Ao descerem, livres da ameaça de serem descobertos, Jiang Miao sentiu o coração finalmente sossegar.

Observava, do alto, o movimento do centro comercial Tianjie, repleto de gente. Ele e a veterana eram apenas mais um par entre tantos.

Virando-se para ela, podia ver, mesmo sob o véu dos cabelos soltos, o perfil delicado, o lábio rosado e tentador, o nariz pequeno e elegante.

Sentindo a mão quente e macia na sua, Jiang Miao quase acreditou estar mesmo namorando a veterana, passeando num encontro.

Era só pesquisa, mas parecia tudo real.

— Para você — disse ela.

No segundo andar, entraram numa loja de acessórios. Su Huai Mingau pegou um chapéu jeans e o colocou na cabeça de Jiang Miao. — Combina com sua calça.

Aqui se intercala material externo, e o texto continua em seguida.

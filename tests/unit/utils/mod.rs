// Copyright (c) 2025 Kirky.X
//
// Licensed under the MIT License
// See LICENSE file in the project root for full license information.

mod content_test;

Ele, obediente, deixou-se vestir. Depois do chapéu, vieram os óculos escuros: de repente, transformou-se num verdadeiro caubói.

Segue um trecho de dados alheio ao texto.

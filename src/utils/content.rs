// Copyright (c) 2025 Kirky.X
//
// Licensed under the MIT License
// See LICENSE file in the project root for full license information.

//! 页面内容辅助函数
//!
//! 解码响应体、提取链接以及基于关键词计数的相关性评分

use chardetng::EncodingDetector;
use once_cell::sync::Lazy;
use scraper::{Html, Selector};
use std::collections::HashSet;
use url::Url;

static LINK_SELECTOR: Lazy<Selector> =
    Lazy::new(|| Selector::parse("a[href]").expect("valid link selector"));

/// 相关性指示词，每出现一个加0.05分
const INDICATOR_TERMS: &[&str] = &[
    "design",
    "sizing",
    "calculation",
    "specification",
    "installation",
    "performance",
    "case study",
    "manual",
];

/// 将响应体解码为文本
///
/// 使用chardetng猜测编码，无法识别的字节被替换
pub fn decode_body(bytes: &[u8]) -> String {
    if let Ok(text) = std::str::from_utf8(bytes) {
        return text.to_string();
    }
    let mut detector = EncodingDetector::new();
    detector.feed(bytes, true);
    let encoding: &'static encoding_rs::Encoding = detector.guess(None, true);
    let (text, _, _) = encoding.decode(bytes);
    text.into_owned()
}

/// 从HTML内容中提取绝对http(s)链接
///
/// # 参数
///
/// * `html` - HTML内容
/// * `base_url` - 用于解析相对链接的基础URL
///
/// # 返回值
///
/// 去除片段标识符后的链接集合；基础URL无效时返回空集合
pub fn extract_links(html: &str, base_url: &str) -> HashSet<String> {
    let base = match Url::parse(base_url) {
        Ok(base) => base,
        Err(_) => return HashSet::new(),
    };
    let document = Html::parse_document(html);

    document
        .select(&LINK_SELECTOR)
        .filter_map(|element| element.value().attr("href"))
        .filter(|href| {
            !href.starts_with('#') && !href.starts_with("mailto:") && !href.starts_with("javascript:")
        })
        .filter_map(|href| base.join(href).ok())
        .filter(|url| url.scheme() == "http" || url.scheme() == "https")
        .map(|mut url| {
            url.set_fragment(None);
            url.to_string()
        })
        .collect()
}

/// 计算页面相对于关键词的相关性分数（0.0-1.0）
///
/// 每个关键词贡献 `min(出现次数 * 0.05, 0.3)`，每个出现的指示词额外加0.05
pub fn relevance_score(html: &str, keywords: &[String]) -> f64 {
    let document = Html::parse_document(html);
    let text = document
        .root_element()
        .text()
        .collect::<Vec<_>>()
        .join(" ")
        .to_lowercase();

    let mut score = 0.0;
    for keyword in keywords {
        let keyword = keyword.to_lowercase();
        if keyword.is_empty() {
            continue;
        }
        let count = text.matches(keyword.as_str()).count() as f64;
        score += (count * 0.05).min(0.3);
    }

    score += INDICATOR_TERMS
        .iter()
        .filter(|term| text.contains(*term))
        .count() as f64
        * 0.05;

    score.min(1.0)
}

#[cfg(test)]
mod tests {
    use super::*;

    #[test]
    fn test_extract_links_resolves_relative_and_drops_fragments() {
        let html = r##"
            <a href="/docs/manual.pdf#page=2">Manual</a>
            <a href="https://other.org/x">Other</a>
            <a href="#top">Top</a>
            <a href="mailto:a@b.c">Mail</a>
            <a href="ftp://files.example.com/a">FTP</a>
        "##;

        let links = extract_links(html, "https://example.com/products/");

        assert_eq!(links.len(), 2);
        assert!(links.contains("https://example.com/docs/manual.pdf"));
        assert!(links.contains("https://other.org/x"));
    }

    #[test]
    fn test_extract_links_invalid_base() {
        assert!(extract_links("<a href='/a'>a</a>", "not a url").is_empty());
    }

    #[test]
    fn test_relevance_score_counts_keywords_and_indicators() {
        let html = "<html><body><p>Heat pump heat pump design manual</p></body></html>";
        let score = relevance_score(html, &["heat pump".to_string()]);

        // 2 * 0.05 + design + manual
        assert!((score - 0.2).abs() < 1e-9);
    }

    #[test]
    fn test_relevance_score_keyword_contribution_is_capped() {
        let html = format!("<p>{}</p>", "boiler ".repeat(50));
        let score = relevance_score(&html, &["boiler".to_string()]);

        assert!((score - 0.3).abs() < 1e-9);
    }

    #[test]
    fn test_decode_body_falls_back_for_non_utf8() {
        let bytes = [0x63, 0x61, 0x66, 0xe9];
        assert_eq!(decode_body(&bytes), "café");
    }
}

— Veterana, é assim mesmo que se faz num encontro? — Jiang Miao devolveu os acessórios ao lugar, lembrando-se da pesquisa. — Achei que era só a garota trocando de roupa e pedindo opinião.

— E você diria que não ficou bom? — Ela, colocando um chapéu de palha, sorriu. — E então, ficou bom?

— Ficou.

— Viu só? — Su Huai Mingau deu de ombros. — Pode soar um pouco narcisista, mas confio no meu gosto.

Jiang Miao não respondeu.

— Assim como, independentemente de como você se vista, eu diria que ficou charmoso — disse ela, voltando para perto dele, sorridente.

— Cof... — Incapaz de lidar com tamanha desenvoltura, Jiang Miao ficou sem palavras.

— Vamos mudar de postura na pesquisa? — sugeriu ela, já fora da loja, ao notar casais que passavam por eles.

— Hã? — Jiang Miao se surpreendeu, imaginando que tipo de mudança seria.

Antes que pudesse reagir, Su Huai Mingau soltou-lhe a mão, aproximou-se e passou o braço direito pelo dele, enlaçando-o suavemente.

Jiang Miao ficou atônito.

— Não pense besteira — disse ela, deixando os cabelos caírem, escondendo metade do rosto ruborizado, tentando soar calma. — Vi vários casais assim. Só quero testar para a pesquisa.

— Mas... — Ele sentiu o calor dela tão próximo, sem saber como responder.

Sabia que a veterana era especial, mas nunca sentira tão de perto essa pressão.

— Está... tudo bem? — perguntou Su Huai Mingau, ajeitando o cabelo, um pouco sem graça. — Você escreve romances, não pode só falar de mãos dadas.

— Hm... — Jiang Miao assentiu, um tanto rígido.

Achava que, fingindo serem namorados, dar as mãos já era o limite.

Depois de toda a prática da manhã, embora ainda ficasse nervoso ao tocar a mão dela, já não perdia o raciocínio.

Mas, antes que se acostumasse, a veterana já inovava.

Jiang Miao engoliu seco, lançou um olhar furtivo para ela, sentiu o contorno do corpo junto ao seu e se perguntou se não estava sonhando.

Se fosse um sonho, talvez não quisesse acordar.

Se, ao menos, a veterana fosse sua namorada de verdade...

Sacudiu a cabeça, afastando logo a ideia.

Ela estava se esforçando tanto para ajudar na pesquisa, e ele já querendo mais?

Esse tipo de pensamento, definitivamente, não era permitido!